(Records from a dataset)
═══

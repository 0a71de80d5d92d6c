use std::sync::Arc;

use uuid::Uuid;

use crate::error::FeedbackError;
use crate::models::{CourseAnalytics, FeedbackRecord, Sections, SentimentDistribution, SentimentLabel};
use crate::store::FeedbackStore;

pub fn distribution(records: &[FeedbackRecord]) -> SentimentDistribution {
    let mut counts = SentimentDistribution::default();
    for record in records {
        match record.overall_sentiment {
            SentimentLabel::Happy => counts.happy += 1,
            SentimentLabel::Neutral => counts.neutral += 1,
            SentimentLabel::Unhappy => counts.unhappy += 1,
        }
    }
    counts
}

/// Mean score per section, `None` when there are no records.
pub fn section_means(records: &[FeedbackRecord]) -> Sections<Option<f64>> {
    Sections::from_fn(|section| {
        if records.is_empty() {
            return None;
        }
        let total: u32 = records
            .iter()
            .map(|record| u32::from(record.feedback.get(section).score()))
            .sum();
        Some(f64::from(total) / records.len() as f64)
    })
}

pub fn summarize(course_id: Uuid, records: &[FeedbackRecord]) -> CourseAnalytics {
    CourseAnalytics {
        course_id,
        total: records.len(),
        distribution: distribution(records),
        section_means: section_means(records),
    }
}

/// Read-only analytics over a course's linked feedback.
#[derive(Clone)]
pub struct AnalyticsReader {
    store: Arc<dyn FeedbackStore>,
}

impl AnalyticsReader {
    pub fn new(store: Arc<dyn FeedbackStore>) -> Self {
        Self { store }
    }

    pub async fn analyze(&self, course_id: Uuid) -> Result<CourseAnalytics, FeedbackError> {
        let records = self
            .store
            .course_feedback(course_id)
            .await
            .map_err(|err| match err {
                FeedbackError::CourseNotFound(_) | FeedbackError::Retrieval(_) => err,
                other => FeedbackError::Retrieval(other.to_string()),
            })?;
        Ok(summarize(course_id, &records))
    }
}

#[cfg(test)]
mod tests {
    use chrono::Utc;

    use super::*;
    use crate::models::SentimentLabel::{Happy, Neutral, Unhappy};
    use crate::models::{FeedbackDraft, SectionFeedback};
    use crate::store::memory::MemoryStore;

    fn record(labels: [SentimentLabel; 4]) -> FeedbackRecord {
        let sections = Sections {
            course_expertise: labels[0],
            course_contents: labels[1],
            lab_infrastructure: labels[2],
            library_facility: labels[3],
        }
        .map(|section, label| SectionFeedback::new(section.title().to_string(), label));
        FeedbackRecord::from_draft(Uuid::new_v4(), Utc::now(), FeedbackDraft::new(sections))
    }

    #[test]
    fn counts_by_overall_sentiment() {
        let records = vec![
            record([Happy, Happy, Happy, Happy]),
            record([Happy, Happy, Neutral, Neutral]),
            record([Unhappy, Unhappy, Unhappy, Unhappy]),
            record([Happy, Unhappy, Unhappy, Unhappy]),
        ];
        let counts = distribution(&records);
        assert_eq!(counts.happy, 1);
        assert_eq!(counts.neutral, 1);
        assert_eq!(counts.unhappy, 2);
    }

    #[test]
    fn means_are_per_section() {
        let records = vec![
            record([Happy, Neutral, Unhappy, Happy]),
            record([Neutral, Neutral, Unhappy, Unhappy]),
        ];
        let means = section_means(&records);
        assert_eq!(means.course_expertise, Some(2.5));
        assert_eq!(means.course_contents, Some(2.0));
        assert_eq!(means.lab_infrastructure, Some(1.0));
        assert_eq!(means.library_facility, Some(2.0));
    }

    #[test]
    fn no_records_means_no_data() {
        let summary = summarize(Uuid::new_v4(), &[]);
        assert_eq!(summary.total, 0);
        assert_eq!(summary.distribution, SentimentDistribution::default());
        assert!(summary.section_means.iter().all(|(_, mean)| mean.is_none()));
    }

    #[tokio::test]
    async fn analyze_reads_linked_records_only() {
        let store = Arc::new(MemoryStore::new());
        let course = store.create_course("Databases").await.unwrap();
        let linked = store
            .save(FeedbackDraft::new(record([Happy, Happy, Happy, Neutral]).feedback))
            .await
            .unwrap();
        store.link_to_course(course.id, linked.id).await.unwrap();
        store
            .save(FeedbackDraft::new(record([Unhappy, Unhappy, Unhappy, Unhappy]).feedback))
            .await
            .unwrap();

        let analytics = AnalyticsReader::new(store).analyze(course.id).await.unwrap();
        assert_eq!(analytics.total, 1);
        assert_eq!(analytics.distribution.happy, 1);
        assert_eq!(analytics.section_means.library_facility, Some(2.0));
    }

    #[tokio::test]
    async fn analyze_unknown_course_is_not_found() {
        let reader = AnalyticsReader::new(Arc::new(MemoryStore::new()));
        let err = reader.analyze(Uuid::new_v4()).await.unwrap_err();
        assert_eq!(err.kind(), "retrieval_error");
    }
}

═══

● Activity
In full and without change, transcribe the data above.

● Task result
repository 0a71de80d5d92d6c
use std::sync::Arc;

use uuid::Uuid;

use crate::error::FeedbackError;
use crate::models::{CourseAnalytics, FeedbackRecord, Sections, SentimentDistribution, SentimentLabel};
use crate::store::FeedbackStore;

pub fn distribution(records: &[FeedbackRecord]) -> SentimentDistribution {
    let mut counts = SentimentDistribution::default();
    for record in records {
        match record.overall_sentiment {
            SentimentLabel::Happy => counts.happy += 1,
            SentimentLabel::Neutral => counts.neutral += 1,
            SentimentLabel::Unhappy => counts.unhappy += 1,
        }
    }
    counts
}

/// Mean score per section, `None` when there are no records.
pub fn section_means(records: &[FeedbackRecord]) -> Sections<Option<f64>> {
    Sections::from_fn(|section| {
        if records.is_empty() {
            return None;
        }
        let total: u32 = records
            .iter()
            .map(|record| u32::from(record.feedback.get(section).score()))
            .sum();
        Some(f64::from(total) / records.len() as f64)
    })
}

pub fn summarize(course_id: Uuid, records: &[FeedbackRecord]) -> CourseAnalytics {
    CourseAnalytics {
        course_id,
        total: records.len(),
        distribution: distribution(records),
        section_means: section_means(records),
    }
}

/// Read-only analytics over a course's linked feedback.
#[derive(Clone)]
pub struct AnalyticsReader {
    store: Arc<dyn FeedbackStore>,
}

impl AnalyticsReader {
    pub fn new(store: Arc<dyn FeedbackStore>) -> Self {
        Self { store }
    }

    pub async fn analyze(&self, course_id: Uuid) -> Result<CourseAnalytics, FeedbackError> {
        let records = self
            .store
            .course_feedback(course_id)
            .await
            .map_err(|err| match err {
                FeedbackError::CourseNotFound(_) | FeedbackError::Retrieval(_) => err,
                other => FeedbackError::Retrieval(other.to_string()),
            })?;
        Ok(summarize(course_id, &records))
    }
}

#[cfg(test)]
mod tests {
    use chrono::Utc;

    use super::*;
    use crate::models::SentimentLabel::{Happy, Neutral, Unhappy};
    use crate::models::{FeedbackDraft, SectionFeedback};
    use crate::store::memory::MemoryStore;

    fn record(labels: [SentimentLabel; 4]) -> FeedbackRecord {
        let sections = Sections {
            course_expertise: labels[0],
            course_contents: labels[1],
            lab_infrastructure: labels[2],
            library_facility: labels[3],
        }
        .map(|section, label| SectionFeedback::new(section.title().to_string(), label));
        FeedbackRecord::from_draft(Uuid::new_v4(), Utc::now(), FeedbackDraft::new(sections))
    }

    #[test]
    fn counts_by_overall_sentiment() {
        let records = vec![
            record([Happy, Happy, Happy, Happy]),
            record([Happy, Happy, Neutral, Neutral]),
            record([Unhappy, Unhappy, Unhappy, Unhappy]),
            record([Happy, Unhappy, Unhappy, Unhappy]),
        ];
        let counts = distribution(&records);
        assert_eq!(counts.happy, 1);
        assert_eq!(counts.neutral, 1);
        assert_eq!(counts.unhappy, 2);
    }

    #[test]
    fn means_are_per_section() {
        let records = vec![
            record([Happy, Neutral, Unhappy, Happy]),
            record([Neutral, Neutral, Unhappy, Unhappy]),
        ];
        let means = section_means(&records);
        assert_eq!(means.course_expertise, Some(2.5));
        assert_eq!(means.course_contents, Some(2.0));
        assert_eq!(means.lab_infrastructure, Some(1.0));
        assert_eq!(means.library_facility, Some(2.0));
    }

    #[test]
    fn no_records_means_no_data() {
        let summary = summarize(Uuid::new_v4(), &[]);
        assert_eq!(summary.total, 0);
        assert_eq!(summary.distribution, SentimentDistribution::default());
        assert!(summary.section_means.iter().all(|(_, mean)| mean.is_none()));
    }

    #[tokio::test]
    async fn analyze_reads_linked_records_only() {
        let store = Arc::new(MemoryStore::new());
        let course = store.create_course("Databases").await.unwrap();
        let linked = store
            .save(FeedbackDraft::new(record([Happy, Happy, Happy, Neutral]).feedback))
            .await
            .unwrap();
        store.link_to_course(course.id, linked.id).await.unwrap();
        store
            .save(FeedbackDraft::new(record([Unhappy, Unhappy, Unhappy, Unhappy]).feedback))
            .await
            .unwrap();

        let analytics = AnalyticsReader::new(store).analyze(course.id).await.unwrap();
        assert_eq!(analytics.total, 1);
        assert_eq!(analytics.distribution.happy, 1);
        assert_eq!(analytics.section_means.library_facility, Some(2.0));
    }

    #[tokio::test]
    async fn analyze_unknown_course_is_not_found() {
        let reader = AnalyticsReader::new(Arc::new(MemoryStore::new()));
        let err = reader.analyze(Uuid::new_v4()).await.unwrap_err();
        assert_eq!(err.kind(), "retrieval_error");
    }
}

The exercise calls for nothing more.